I believe that when you cook with love because you love to cook, the food tastes better. From the time I was small I have enjoyed and appreciated all things to do with cooking. One of my favorite occupations as a child was to arrange the items in the pantry off our kitchen. The wide shelving held all sorts of pots, pans, bowls, and other cooking supplies. In my mind I can still smell the wooden shelves covered with shiny oilcloth. Was it held on with thumbtacks? My memory stops there.
My mother considered food to be for nourishment, not pleasure. She used her food money carefully, and she did not like to spend extra money on the ingredients for desserts, which was all she permitted me to cook. She never ever baked anything, nor did she use much in the way of herbs or spices. My dad never cooked, nor did anyone else in my family. Why I so love to cook is a mystery to me.

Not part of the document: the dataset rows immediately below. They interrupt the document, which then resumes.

//! Line editor for the serial console
//!
//! Bytes arrive one at a time from the UART. The editor echoes what it
//! accepts and hands back a complete line on CR or LF.
//!
//! - 0x08 / 0x7F: erase the last character (echo `"\x08 \x08"`)
//! - 0x07: ignored
//! - CR / LF: submit
//! - anything else printable: append, up to [`MAX_LINE_LEN`] characters

use core::fmt::Write;

use heapless::String;

/// Longest line accepted; further characters are dropped
pub const MAX_LINE_LEN: usize = 63;

/// A complete input line
pub type Line = String<MAX_LINE_LEN>;

const BACKSPACE: u8 = 0x08;
const DELETE: u8 = 0x7F;
const BELL: u8 = 0x07;

/// Byte-at-a-time line editor
#[derive(Debug, Clone, Default)]
pub struct LineEditor {
    buffer: Line,
    echo: bool,
}

impl LineEditor {
    /// Create an editor
    ///
    /// # Arguments
    /// * `echo` - write accepted characters and erasures back to the terminal
    pub fn new(echo: bool) -> Self {
        Self {
            buffer: String::new(),
            echo,
        }
    }

    /// Feed one received byte
    ///
    /// Returns the finished line when `byte` is CR or LF; the editor is
    /// empty again afterwards.
    pub fn feed<W: Write>(&mut self, byte: u8, out: &mut W) -> Result<Option<Line>, core::fmt::Error> {
        match byte {
            BACKSPACE | DELETE => {
                if self.buffer.pop().is_some() && self.echo {
                    out.write_str("\x08 \x08")?;
                }
            }
            BELL => {}
            b'\r' | b'\n' => {
                if self.echo {
                    out.write_char('\n')?;
                }
                return Ok(Some(core::mem::take(&mut self.buffer)));
            }
            b if b.is_ascii_graphic() || b == b' ' => {
                if self.buffer.push(b as char).is_ok() && self.echo {
                    out.write_char(b as char)?;
                }
            }
            _ => {}
        }
        Ok(None)
    }

    /// Characters typed so far
    pub fn pending(&self) -> &str {
        &self.buffer
    }

    /// Drop the partial line
    pub fn clear(&mut self) {
        self.buffer.clear();
    }
}

#[cfg(test)]
mod tests {
    use super::*;
    use proptest::prelude::*;

    fn feed_all(editor: &mut LineEditor, bytes: &[u8], out: &mut String<256>) -> Option<Line> {
        let mut line = None;
        for &b in bytes {
            if let Some(l) = editor.feed(b, out).unwrap() {
                line = Some(l);
            }
        }
        line
    }

    #[test]
    fn test_submit_on_cr_and_lf() {
        let mut editor = LineEditor::new(true);
        let mut out = String::<256>::new();

        let line = feed_all(&mut editor, b"help\r", &mut out).unwrap();
        assert_eq!(line.as_str(), "help");
        assert_eq!(out.as_str(), "help\n");
        assert_eq!(editor.pending(), "");

        let line = feed_all(&mut editor, b"led\n", &mut out).unwrap();
        assert_eq!(line.as_str(), "led");
    }

    #[test]
    fn test_backspace_erases_and_echoes() {
        let mut editor = LineEditor::new(true);
        let mut out = String::<256>::new();

        let line = feed_all(&mut editor, b"lex\x08d\x7f\x7fed\r", &mut out).unwrap();
        assert_eq!(line.as_str(), "led");
        assert_eq!(out.as_str(), "lex\x08 \x08d\x08 \x08\x08 \x08ed\n");
    }

    #[test]
    fn test_backspace_on_empty_line_is_silent() {
        let mut editor = LineEditor::new(true);
        let mut out = String::<256>::new();
        assert!(feed_all(&mut editor, b"\x08\x7f", &mut out).is_none());
        assert_eq!(out.as_str(), "");
    }

    #[test]
    fn test_bell_and_control_bytes_ignored() {
        let mut editor = LineEditor::new(true);
        let mut out = String::<256>::new();
        let line = feed_all(&mut editor, b"a\x07\x1bb\r", &mut out).unwrap();
        assert_eq!(line.as_str(), "ab");
        assert_eq!(out.as_str(), "ab\n");
    }

    #[test]
    fn test_no_echo() {
        let mut editor = LineEditor::new(false);
        let mut out = String::<256>::new();
        let line = feed_all(&mut editor, b"ab\x08c\r", &mut out).unwrap();
        assert_eq!(line.as_str(), "ac");
        assert_eq!(out.as_str(), "");
    }

    #[test]
    fn test_long_line_truncated() {
        let mut editor = LineEditor::new(true);
        let mut out = String::<256>::new();
        let bytes = [b'x'; 80];
        assert!(feed_all(&mut editor, &bytes, &mut out).is_none());
        assert_eq!(editor.pending().len(), MAX_LINE_LEN);
        assert_eq!(out.len(), MAX_LINE_LEN);
        let line = feed_all(&mut editor, b"\r", &mut out).unwrap();
        assert_eq!(line.len(), MAX_LINE_LEN);
    }

    proptest! {
        #[test]
        fn arbitrary_input_stays_bounded(bytes in proptest::collection::vec(any::<u8>(), 0..300)) {
            let mut editor = LineEditor::new(false);
            let mut out = String::<256>::new();
            for b in bytes {
                let line = editor.feed(b, &mut out).unwrap();
                prop_assert!(editor.pending().len() <= MAX_LINE_LEN);
                if let Some(line) = line {
                    prop_assert!(line.is_ascii());
                    prop_assert_eq!(editor.pending().len(), 0);
                }
            }
        }
    }
}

Another reason my mother didn’t let me cook was that she considered me careless and irresponsible–perhaps I was, though most children without experience might be considered so. Occasionally I was permitted to make brownies and later, salads. As a young bride I had to teach myself to cook from a cookbook. Today although I have a fine collection of them, I seldom refer to my general cookbooks except for inspiration, unless I am baking. Successful baking generally requires exact measurements.
I also have many small cookbooks in my collection. These include recipes collected for church fund raising, pamphlets featuring commercial ingredients, and others that friends have given me. Most have one or two recipes I refer to on a regular basis that can be found nowhere else. While many of the small collections are for baked goods and casseroles there is one in particular that I have found to be very useful: Marjorie Standish Chowders Soups and Stews.

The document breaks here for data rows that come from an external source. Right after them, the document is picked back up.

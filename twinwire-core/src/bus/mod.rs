//! Bit-banged I2C master
//!
//! Two layers: the [`LineDriver`] owns the pins and knows only "release",
//! "pull low" and "wait until high"; the [`BitBangI2c`] engine builds the
//! protocol on top of it.

mod engine;
mod error;
mod line;
mod scan;
mod timing;

pub use engine::BitBangI2c;
pub use error::BusError;
pub use line::LineDriver;
pub use scan::{scan_range, AddressSet};
pub use timing::BusTiming;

The recipe in it I have used most is for Parsnip Stew. Being a lover of parsnips for their sweet, meaty taste, I was delighted to come across this recipe. Easy to make and universally popular, I thought my readers would enjoy it. Although the original calls for salt pork, I make it with butter and a touch of olive oil. Ingredients: 2 tablespoons butter, 1 tablespoon olive oil, 1 small onion diced, 2 cups peeled, diced potatoes, 2 cups water, salt and pepper to taste, 3 cups cubed parsnips, 1 quart milk–any kind will do; Being somewhat lactose intolerant I use oat milk.

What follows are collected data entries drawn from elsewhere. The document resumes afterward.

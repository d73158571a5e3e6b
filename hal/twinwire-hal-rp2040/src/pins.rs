//! Pin allocation by number
//!
//! The board config names the bus pins as `gpioN`, so they are taken from
//! a bank at runtime instead of being fixed in the firmware source.

use embassy_rp::gpio::AnyPin;
use embassy_rp::peripherals::{
    PIN_0, PIN_1, PIN_10, PIN_11, PIN_12, PIN_13, PIN_14, PIN_15, PIN_16, PIN_17, PIN_18, PIN_19,
    PIN_2, PIN_20, PIN_21, PIN_22, PIN_23, PIN_24, PIN_25, PIN_26, PIN_27, PIN_28, PIN_29, PIN_3,
    PIN_4, PIN_5, PIN_6, PIN_7, PIN_8, PIN_9, UART0,
};
use embassy_rp::{Peri, Peripherals};

/// Number of user GPIOs on the RP2040
pub const PIN_COUNT: u8 = 30;

/// Error when requesting a pin
#[derive(Debug, Clone, Copy, PartialEq, Eq)]
#[cfg_attr(feature = "defmt", derive(defmt::Format))]
pub enum PinError {
    /// Pin number out of range (0-29 valid)
    InvalidPin,
    /// Pin already taken
    AlreadyTaken,
}

macro_rules! pin_bank_peripherals {
    ($($field:ident: $pin:ident),* $(,)?) => {
        /// GPIO pins split off the embassy peripherals
        ///
        /// Fields are public so pins with a fixed function (UART, LED) can
        /// be taken with their concrete type before the rest go into a
        /// [`PinBank`].
        pub struct PinBankPeripherals {
            $(pub $field: Option<Peri<'static, $pin>>,)*
        }

        impl PinBankPeripherals {
            /// Split the GPIOs from the other peripherals
            pub fn from_peripherals(p: Peripherals) -> (Self, RemainingPeripherals) {
                let pins = Self { $($field: Some(p.$pin),)* };
                let remaining = RemainingPeripherals { uart0: p.UART0 };
                (pins, remaining)
            }
        }

        impl PinBank {
            /// Move every pin still present into a bank
            pub fn new(p: &mut PinBankPeripherals) -> Self {
                Self {
                    pins: [$(p.$field.take().map(Into::into),)*],
                }
            }
        }
    };
}

pin_bank_peripherals! {
    pin0: PIN_0, pin1: PIN_1, pin2: PIN_2, pin3: PIN_3, pin4: PIN_4,
    pin5: PIN_5, pin6: PIN_6, pin7: PIN_7, pin8: PIN_8, pin9: PIN_9,
    pin10: PIN_10, pin11: PIN_11, pin12: PIN_12, pin13: PIN_13, pin14: PIN_14,
    pin15: PIN_15, pin16: PIN_16, pin17: PIN_17, pin18: PIN_18, pin19: PIN_19,
    pin20: PIN_20, pin21: PIN_21, pin22: PIN_22, pin23: PIN_23, pin24: PIN_24,
    pin25: PIN_25, pin26: PIN_26, pin27: PIN_27, pin28: PIN_28, pin29: PIN_29,
}

/// Non-GPIO peripherals the firmware still needs
pub struct RemainingPeripherals {
    pub uart0: Peri<'static, UART0>,
}

/// Pins available for config-driven assignment
pub struct PinBank {
    pins: [Option<Peri<'static, AnyPin>>; PIN_COUNT as usize],
}

impl PinBank {
    /// Take a pin by number
    pub fn take(&mut self, pin_num: u8) -> Result<Peri<'static, AnyPin>, PinError> {
        self.pins
            .get_mut(pin_num as usize)
            .ok_or(PinError::InvalidPin)?
            .take()
            .ok_or(PinError::AlreadyTaken)
    }
}
//! Open-drain emulation on RP2040 flex pins

use embassy_rp::gpio::{AnyPin, Flex, Pull};
use embassy_rp::Peri;
use twinwire_hal::{LineLevels, LinePort, LineState};

/// Bus lines on two RP2040 GPIOs
///
/// A released line is an input, so the external pull-up (or the internal
/// one when requested) brings it high and the level can be sampled. A
/// pulled line is an output driving the latch, which is fixed at low.
pub struct FlexLines<'d> {
    scl: Flex<'d>,
    sda: Flex<'d>,
}

impl<'d> FlexLines<'d> {
    /// Claim two pins for the bus and release both
    ///
    /// `internal_pullup` enables the ~50 kOhm on-chip pull-ups. They are
    /// too weak for anything above a few kHz with real wiring; fit external
    /// resistors where possible.
    pub fn new(scl: Peri<'d, AnyPin>, sda: Peri<'d, AnyPin>, internal_pullup: bool) -> Self {
        let pull = if internal_pullup { Pull::Up } else { Pull::None };
        let mut scl = Flex::new(scl);
        let mut sda = Flex::new(sda);
        for pin in [&mut scl, &mut sda] {
            pin.set_pull(pull);
            pin.set_low();
            pin.set_as_input();
        }
        Self { scl, sda }
    }

    fn apply(pin: &mut Flex<'d>, released: bool) {
        if released {
            pin.set_as_input();
        } else {
            pin.set_as_output();
        }
    }
}

impl LinePort for FlexLines<'_> {
    // The two pins live in one SIO bank but output-enable is set per pin,
    // so this is two writes. The engine only ever changes one line per
    // call, which keeps the wires from passing through a third state.
    fn write_lines(&mut self, state: LineState) {
        Self::apply(&mut self.scl, state.scl_released);
        Self::apply(&mut self.sda, state.sda_released);
    }

    fn read_lines(&mut self) -> LineLevels {
        LineLevels {
            scl: self.scl.is_high(),
            sda: self.sda.is_high(),
        }
    }
}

Method: Melt butter and add onion, stir and cook until transparent. Add potatoes and water, salt and pepper. Bring to a boil then simmer for 10 minutes. Add parsnips, bring back to a boil, simmer 10 more minutes. Test for doneness and add milk. Heat to serving temperature or pour into a container and store until ready to reheat. Serve with several tablespoons or more of minced parsley.